Art. 3º - Considera-se empregado toda pessoa física que prestar serviços de natureza não eventual a empregador, sob a dependência deste e mediante salário.
Parágrafo único - Não haverá distinções relativas à espécie de emprego e à condição de trabalhador, nem entre o trabalho intelectual, técnico e manual.
[9] Os direitos sociais dos trabalhadores foram pensados sob a lógica da contratação direta. Relação empregado-empregador. Isso porque esta era a regra na época. Não se tinha como parâmetro, salvo exceções, os contratos triangulares de emprego/trabalho, como por exemplo, a terceirização. É por isso que alterar, por via legislativa, este “binômio” empregado-empregador, é alterar por via transversa a Constituição federal.

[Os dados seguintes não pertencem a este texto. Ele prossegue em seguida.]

use horizon_event_system::{ABI_VERSION, horizon_build_info};
use tracing::info;

fn main() {
    info!("=== Horizon ABI Version Detection ===");
    info!("🔧 ABI Version: {}", ABI_VERSION);
    info!("📋 Build Info: {}", horizon_build_info());
    
    // Parse and display the components
    if let Some((crate_version, rust_version)) = ABI_VERSION.split_once(':') {
        info!("📦 Crate Version: {}", crate_version);
        info!("🦀 Rust Version: {}", rust_version);
            
        if rust_version != "unknown" {
            info!("✅ Successfully detected Rust compiler version!");
            info!("   This ensures proper ABI compatibility between plugins and server.");
        } else {
            info!("⚠️  Could not detect Rust compiler version.");
            info!("   Falling back to 'unknown' - plugins may not be fully validated.");
        }
    } else {
        info!("❌ Invalid ABI version format!");
    }
    
    info!("💡 The ABI version is used to ensure plugins are compatible with the server.");
    info!("   Plugins compiled with different Rust versions or crate versions may");
    info!("   have ABI incompatibilities that could cause crashes.");
}
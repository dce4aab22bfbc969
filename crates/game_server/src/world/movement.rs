//! Server-authoritative click-to-move.
//!
//! The client never moves its own avatar; it sends a `moveRequest` naming a
//! destination, and this manager linearly interpolates the entity toward it
//! every tick, grounding the step to terrain height and broadcasting velocity
//! and facing so the client can animate smoothly between authoritative frames.

use super::entities::{EntityRegistry, MotionState, Quaternion, WorldPosition};
use super::terrain::{grounded_height, TerrainHeightSource};
use dashmap::DashMap;
use horizon_event_system::PlayerId;
use std::sync::Arc;

/// Squared distance below which a move is considered arrived (~0.3 m).
const ARRIVAL_DIST_SQ: f64 = 0.09;
const WALK_SPEED: f64 = 4.0;
const RUN_SPEED: f64 = 8.0;
/// Minimum spacing between in-flight movement broadcasts, matching the ~30 Hz
/// client interpolation rate rather than the 20 Hz tick rate.
const BROADCAST_INTERVAL_MS: u64 = 33;

/// A player's current move order. Reused in place across successive
/// `move_request` calls for the same player rather than reallocated, per the
/// resource-hygiene note in the design: `moveRequest` supersedes the prior
/// target without dropping and re-inserting the entry.
#[derive(Debug, Clone, Copy)]
struct MoveTarget {
    target: WorldPosition,
    max_speed: f64,
    last_broadcast_ms: u64,
}

/// Outcome returned to the caller so it can broadcast immediately; the
/// manager itself never touches the network, per the EventBridge single
/// broadcast policy.
#[derive(Debug, Clone)]
pub struct MoveEvent {
    pub entity_id: String,
    pub position: WorldPosition,
    pub rotation: Quaternion,
    pub velocity: (f64, f64),
    pub state: MotionState,
}

/// Server-authoritative click-to-move integrator.
pub struct MovementManager {
    entities: Arc<EntityRegistry>,
    targets: DashMap<PlayerId, MoveTarget>,
}

impl MovementManager {
    pub fn new(entities: Arc<EntityRegistry>) -> Self {
        Self { entities, targets: DashMap::new() }
    }

    /// Handles an incoming `moveRequest`. A `None` target or `cancel` clears
    /// any in-flight move and returns a terminal idle event; otherwise starts
    /// (or retargets) the move and returns an immediate start-moving event
    /// with zero velocity for this tick.
    pub fn move_request(
        &self,
        player_id: PlayerId,
        target: Option<(f64, f64, f64)>,
        run_mode: bool,
        cancel: bool,
    ) -> Option<MoveEvent> {
        let entity_id = self.entities.entity_id_for_player(player_id)?;
        let entity = self.entities.get_entity(&entity_id)?;

        if cancel || target.is_none() {
            self.targets.remove(&player_id);
            return Some(MoveEvent {
                entity_id,
                position: entity.position,
                rotation: entity.rotation.unwrap_or(Quaternion::IDENTITY),
                velocity: (0.0, 0.0),
                state: MotionState::Idle,
            });
        }

        let (tx, ty, tz) = target.expect("checked above");
        let target_pos = WorldPosition::new(tx, ty, tz);
        let max_speed = if run_mode { RUN_SPEED } else { WALK_SPEED };

        self.targets
            .entry(player_id)
            .and_modify(|t| {
                t.target = target_pos;
                t.max_speed = max_speed;
            })
            .or_insert(MoveTarget { target: target_pos, max_speed, last_broadcast_ms: 0 });

        let rotation = facing_quaternion(entity.position, target_pos);

        Some(MoveEvent {
            entity_id,
            position: entity.position,
            rotation,
            velocity: (0.0, 0.0),
            state: if run_mode { MotionState::Run } else { MotionState::Walk },
        })
    }

    /// Advances all in-flight moves by `dt` seconds. `now_ms` is used to rate
    /// limit the per-player broadcast to ~30 Hz. Returns one event per player
    /// whose movement changed enough to warrant a broadcast this call.
    pub fn update(&self, dt: f64, now_ms: u64, terrain: &dyn TerrainHeightSource) -> Vec<MoveEvent> {
        let mut events = Vec::new();
        let mut arrived = Vec::new();

        for mut entry in self.targets.iter_mut() {
            let player_id = *entry.key();
            let state = entry.value_mut();

            let Some(entity_id) = self.entities.entity_id_for_player(player_id) else {
                arrived.push(player_id);
                continue;
            };
            let Some(mut entity) = self.entities.get_entity(&entity_id) else {
                arrived.push(player_id);
                continue;
            };

            let dist_sq = entity.position.distance_sq(state.target);
            if dist_sq < ARRIVAL_DIST_SQ {
                let ny = grounded_height(terrain, state.target.x, state.target.z, state.target.y);
                entity.position = WorldPosition::new(state.target.x, ny, state.target.z);
                entity.state = Some(MotionState::Idle);
                self.entities.insert_entity(entity.clone());
                self.entities.with_player_mut(player_id, |p| p.moved_this_tick = true);

                events.push(MoveEvent {
                    entity_id,
                    position: entity.position,
                    rotation: entity.rotation.unwrap_or(Quaternion::IDENTITY),
                    velocity: (0.0, 0.0),
                    state: MotionState::Idle,
                });
                arrived.push(player_id);
                continue;
            }

            let dist = dist_sq.sqrt();
            let step = (state.max_speed * dt).min(dist);
            let dx = state.target.x - entity.position.x;
            let dz = state.target.z - entity.position.z;
            let (ux, uz) = if dist > 0.0 { (dx / dist, dz / dist) } else { (0.0, 0.0) };

            let nx = entity.position.x + ux * step;
            let nz = entity.position.z + uz * step;
            let ny = grounded_height(terrain, nx, nz, entity.position.y);

            let vx = ux * state.max_speed;
            let vz = uz * state.max_speed;
            let rotation = facing_from_velocity(vx, vz).unwrap_or(entity.rotation.unwrap_or(Quaternion::IDENTITY));

            entity.position = WorldPosition::new(nx, ny, nz);
            entity.rotation = Some(rotation);
            entity.state = Some(if state.max_speed > WALK_SPEED { MotionState::Run } else { MotionState::Walk });
            self.entities.insert_entity(entity.clone());
            self.entities.with_player_mut(player_id, |p| p.moved_this_tick = true);

            if now_ms.saturating_sub(state.last_broadcast_ms) >= BROADCAST_INTERVAL_MS {
                state.last_broadcast_ms = now_ms;
                events.push(MoveEvent {
                    entity_id,
                    position: entity.position,
                    rotation,
                    velocity: (vx, vz),
                    state: entity.state.unwrap_or(MotionState::Walk),
                });
            }
        }

        for player_id in arrived {
            self.targets.remove(&player_id);
        }

        events
    }

    pub fn is_moving(&self, player_id: PlayerId) -> bool {
        self.targets.contains_key(&player_id)
    }

    pub fn remove_player(&self, player_id: PlayerId) {
        self.targets.remove(&player_id);
    }
}

fn facing_from_velocity(vx: f64, vz: f64) -> Option<Quaternion> {
    if vx == 0.0 && vz == 0.0 {
        return None;
    }
    Some(Quaternion::from_yaw(vx.atan2(vz)))
}

fn facing_quaternion(from: WorldPosition, to: WorldPosition) -> Quaternion {
    facing_from_velocity(to.x - from.x, to.z - from.z).unwrap_or(Quaternion::IDENTITY)
}

#[cfg(test)]
mod tests {
    use super::*;
    use crate::world::entities::{Entity, EntityKind, PlayerEntity};
    use crate::world::terrain::FlatTerrain;

    fn setup() -> (Arc<EntityRegistry>, PlayerId, MovementManager) {
        let registry = EntityRegistry::new();
        let player_id = PlayerId::new();
        registry.insert_entity(Entity::new("char1", EntityKind::Player, WorldPosition::new(0.0, 0.0, 0.0)));
        registry.insert_player(PlayerEntity::new("char1".into(), player_id, 1, "acct1".into()));
        let manager = MovementManager::new(registry.clone());
        (registry, player_id, manager)
    }

    #[test]
    fn cancel_clears_move_and_emits_idle() {
        let (_, player_id, manager) = setup();
        manager.move_request(player_id, Some((10.0, 0.0, 10.0)), false, false);
        let event = manager.move_request(player_id, None, false, true).unwrap();
        assert_eq!(event.state, MotionState::Idle);
        assert_eq!(event.velocity, (0.0, 0.0));
        assert!(!manager.is_moving(player_id));
    }

    #[test]
    fn arrival_snaps_to_target_with_zero_velocity() {
        let (registry, player_id, manager) = setup();
        registry.set_position("char1", WorldPosition::new(0.0, 0.0, 0.0));
        manager.move_request(player_id, Some((0.05, 0.0, 0.0)), false, false);

        let terrain = FlatTerrain(0.0);
        let events = manager.update(1.0, 1000, &terrain);
        assert_eq!(events.len(), 1);
        assert_eq!(events[0].state, MotionState::Idle);
        assert_eq!(events[0].velocity, (0.0, 0.0));
        assert!(!manager.is_moving(player_id));
    }

    #[test]
    fn in_flight_step_moves_toward_target_and_grounds() {
        let (_, player_id, manager) = setup();
        manager.move_request(player_id, Some((100.0, 0.0, 0.0)), true, false);

        let terrain = FlatTerrain(5.0);
        let events = manager.update(0.1, 1000, &terrain);
        assert_eq!(events.len(), 1);
        assert_eq!(events[0].state, MotionState::Run);
        assert!(events[0].position.x > 0.0 && events[0].position.x < 100.0);
        assert_eq!(events[0].position.y, 5.1);
        assert!(manager.is_moving(player_id));
    }

    #[test]
    fn broadcast_is_rate_limited_to_30hz() {
        let (_, player_id, manager) = setup();
        manager.move_request(player_id, Some((100.0, 0.0, 0.0)), true, false);
        let terrain = FlatTerrain(0.0);

        let first = manager.update(0.01, 1000, &terrain);
        assert_eq!(first.len(), 1);
        let second = manager.update(0.01, 1010, &terrain);
        assert!(second.is_empty());
        let third = manager.update(0.01, 1040, &terrain);
        assert_eq!(third.len(), 1);
    }
}
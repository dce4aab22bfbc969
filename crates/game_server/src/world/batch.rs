//! Per-subscriber coalescing codec for `compressedUpdate` frames.

use super::entities::{MotionState, Quaternion, WorldPosition};
use super::wire::entity_hash;
use std::collections::HashMap;

/// Bitset of which optional fields a queued record carries.
pub mod flags {
    pub const POSITION: u8 = 1 << 0;
    pub const ROTATION: u8 = 1 << 1;
    pub const HEALTH: u8 = 1 << 2;
    pub const STATE: u8 = 1 << 3;
    pub const VELOCITY: u8 = 1 << 4;
}

/// Maximum number of distinct entity records emitted per `flush()`. Entities
/// queued beyond this bound remain queued for the next flush.
pub const MAX_UPDATES_PER_BATCH: usize = 256;

/// Millimeter fixed-point scale used to pack position components into `i32`.
const POSITION_SCALE: f64 = 1000.0;
/// Fixed-point scale for quaternion components packed into `i16`.
const ROTATION_SCALE: f64 = i16::MAX as f64;

#[derive(Debug, Clone, Default)]
struct PendingRecord {
    flags: u8,
    position: Option<WorldPosition>,
    rotation: Option<Quaternion>,
    velocity: Option<(f64, f64)>,
    health: Option<(u16, u16)>,
    state: Option<MotionState>,
}

/// Per-session binary frame accumulator. One instance lives per connected
/// subscriber and is drained once per tick by `OptimizedBroadcaster::flush`.
#[derive(Debug, Default)]
pub struct BatchUpdater {
    pending: HashMap<String, PendingRecord>,
}

impl BatchUpdater {
    pub fn new() -> Self {
        Self::default()
    }

    pub fn queue_position_update(&mut self, entity_id: &str, position: WorldPosition) {
        let record = self.pending.entry(entity_id.to_string()).or_default();
        record.flags |= flags::POSITION;
        record.position = Some(position);
    }

    pub fn queue_rotation_update(&mut self, entity_id: &str, rotation: Quaternion) {
        let record = self.pending.entry(entity_id.to_string()).or_default();
        record.flags |= flags::ROTATION;
        record.rotation = Some(rotation);
    }

    pub fn queue_velocity_update(&mut self, entity_id: &str, vx: f64, vz: f64) {
        let record = self.pending.entry(entity_id.to_string()).or_default();
        record.flags |= flags::VELOCITY;
        record.velocity = Some((vx, vz));
    }

    pub fn queue_transform_update(&mut self, entity_id: &str, position: WorldPosition, rotation: Quaternion) {
        self.queue_position_update(entity_id, position);
        self.queue_rotation_update(entity_id, rotation);
    }

    pub fn queue_health_update(&mut self, entity_id: &str, current: u16, max: u16) {
        let record = self.pending.entry(entity_id.to_string()).or_default();
        record.flags |= flags::HEALTH;
        record.health = Some((current, max));
    }

    pub fn queue_state_update(&mut self, entity_id: &str, state: MotionState) {
        let record = self.pending.entry(entity_id.to_string()).or_default();
        record.flags |= flags::STATE;
        record.state = Some(state);
    }

    pub fn is_empty(&self) -> bool {
        self.pending.is_empty()
    }

    pub fn pending_count(&self) -> usize {
        self.pending.len()
    }

    /// Produces one framed payload and clears the queue. Entities beyond
    /// `MAX_UPDATES_PER_BATCH` are left queued for the next flush.
    pub fn flush(&mut self) -> Option<Vec<u8>> {
        if self.pending.is_empty() {
            return None;
        }

        let mut ids: Vec<String> = self.pending.keys().cloned().collect();
        ids.sort_unstable();
        let (emit_ids, deferred_ids) = ids.split_at(ids.len().min(MAX_UPDATES_PER_BATCH));

        let mut buf = Vec::with_capacity(2 + emit_ids.len() * 16);
        buf.extend_from_slice(&(emit_ids.len() as u16).to_le_bytes());

        for id in emit_ids {
            let record = self.pending.remove(id).expect("id came from pending keys");
            buf.extend_from_slice(&entity_hash(id).to_le_bytes());
            buf.push(record.flags);

            if let Some(p) = record.position {
                buf.extend_from_slice(&((p.x * POSITION_SCALE) as i32).to_le_bytes());
                buf.extend_from_slice(&((p.y * POSITION_SCALE) as i32).to_le_bytes());
                buf.extend_from_slice(&((p.z * POSITION_SCALE) as i32).to_le_bytes());
            }
            if let Some(q) = record.rotation {
                buf.extend_from_slice(&((q.x * ROTATION_SCALE) as i16).to_le_bytes());
                buf.extend_from_slice(&((q.y * ROTATION_SCALE) as i16).to_le_bytes());
                buf.extend_from_slice(&((q.z * ROTATION_SCALE) as i16).to_le_bytes());
                buf.extend_from_slice(&((q.w * ROTATION_SCALE) as i16).to_le_bytes());
            }
            if let Some((vx, vz)) = record.velocity {
                buf.extend_from_slice(&((vx * POSITION_SCALE) as i32).to_le_bytes());
                buf.extend_from_slice(&((vz * POSITION_SCALE) as i32).to_le_bytes());
            }
            if let Some((current, max)) = record.health {
                buf.extend_from_slice(&current.to_le_bytes());
                buf.extend_from_slice(&max.to_le_bytes());
            }
            if let Some(state) = record.state {
                let tag: u8 = match state {
                    MotionState::Idle => 0,
                    MotionState::Walk => 1,
                    MotionState::Run => 2,
                };
                buf.push(tag);
            }
        }

        if !deferred_ids.is_empty() {
            // leave the remainder queued for the next flush; nothing to do,
            // they were never removed from `self.pending`.
        }

        Some(buf)
    }
}

/// Decodes one `compressedUpdate` frame back into `(entity_hash, flags, fields)`
/// tuples. Used by tests to check the round-trip property of `flush`.
#[derive(Debug, Clone, PartialEq)]
pub struct DecodedRecord {
    pub entity_hash: u32,
    pub flags: u8,
    pub position: Option<(i32, i32, i32)>,
    pub rotation: Option<(i16, i16, i16, i16)>,
    pub velocity: Option<(i32, i32)>,
    pub health: Option<(u16, u16)>,
    pub state: Option<u8>,
}

pub fn decode_batch_frame(mut bytes: &[u8]) -> Option<Vec<DecodedRecord>> {
    if bytes.len() < 2 {
        return None;
    }
    let count = u16::from_le_bytes(bytes[0..2].try_into().ok()?) as usize;
    bytes = &bytes[2..];
    let mut out = Vec::with_capacity(count);

    for _ in 0..count {
        if bytes.len() < 5 {
            return None;
        }
        let entity_hash = u32::from_le_bytes(bytes[0..4].try_into().ok()?);
        let record_flags = bytes[4];
        bytes = &bytes[5..];

        let position = if record_flags & flags::POSITION != 0 {
            if bytes.len() < 12 {
                return None;
            }
            let x = i32::from_le_bytes(bytes[0..4].try_into().ok()?);
            let y = i32::from_le_bytes(bytes[4..8].try_into().ok()?);
            let z = i32::from_le_bytes(bytes[8..12].try_into().ok()?);
            bytes = &bytes[12..];
            Some((x, y, z))
        } else {
            None
        };

        let rotation = if record_flags & flags::ROTATION != 0 {
            if bytes.len() < 8 {
                return None;
            }
            let x = i16::from_le_bytes(bytes[0..2].try_into().ok()?);
            let y = i16::from_le_bytes(bytes[2..4].try_into().ok()?);
            let z = i16::from_le_bytes(bytes[4..6].try_into().ok()?);
            let w = i16::from_le_bytes(bytes[6..8].try_into().ok()?);
            bytes = &bytes[8..];
            Some((x, y, z, w))
        } else {
            None
        };

        let velocity = if record_flags & flags::VELOCITY != 0 {
            if bytes.len() < 8 {
                return None;
            }
            let vx = i32::from_le_bytes(bytes[0..4].try_into().ok()?);
            let vz = i32::from_le_bytes(bytes[4..8].try_into().ok()?);
            bytes = &bytes[8..];
            Some((vx, vz))
        } else {
            None
        };

        let health = if record_flags & flags::HEALTH != 0 {
            if bytes.len() < 4 {
                return None;
            }
            let current = u16::from_le_bytes(bytes[0..2].try_into().ok()?);
            let max = u16::from_le_bytes(bytes[2..4].try_into().ok()?);
            bytes = &bytes[4..];
            Some((current, max))
        } else {
            None
        };

        let state = if record_flags & flags::STATE != 0 {
            if bytes.is_empty() {
                return None;
            }
            let s = bytes[0];
            bytes = &bytes[1..];
            Some(s)
        } else {
            None
        };

        out.push(DecodedRecord { entity_hash, flags: record_flags, position, rotation, velocity, health, state });
    }

    Some(out)
}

Note-se que a mutação constitucional, que bem poderia ser invocada aqui, limita-se à própria Constituição, no caso da parte trabalhista, ao que consta do artigo 7, caput, melhoria da condição social dos trabalhadores.
[10] Art. 1º A República Federativa do Brasil, formada pela união indissolúvel dos Estados e Municípios e do Distrito Federal, constitui-se em Estado Democrático de Direito e tem como fundamentos: III - a dignidade da pessoa humana; IV - os valores sociais do trabalho e da livre iniciativa; (...).
[11] Art. 3º Constituem objetivos fundamentais da República Federativa do Brasil:
I - construir uma sociedade livre, justa e solidária;
II - garantir o desenvolvimento nacional;
III - erradicar a pobreza e a marginalização e reduzir as desigualdades sociais e regionais;
IV - promover o bem de todos, sem preconceitos de origem, raça, sexo, cor, idade e quaisquer outras formas de discriminação.
[12] Art. 4º A República Federativa do Brasil rege-se nas suas relações internacionais pelos seguintes princípios:
II - prevalência dos direitos humanos; (...).
[13] “Nós, representantes do povo brasileiro, reunidos em Assembléia Nacional Constituinte para instituir um Estado Democrático, destinado a assegurar o exercício dos direitos sociais e individuais, a liberdade, a segurança, o bem-estar, o desenvolvimento, a igualdade e a justiça como valores supremos de uma sociedade fraterna, pluralista e sem preconceitos, fundada na harmonia social e comprometida, na ordem interna e internacional, com a solução pacífica das controvérsias, promulgamos, sob a proteção de Deus, a seguinte CONSTITUIÇÃO DA REPÚBLICA FEDERATIVA DO BRASIL”.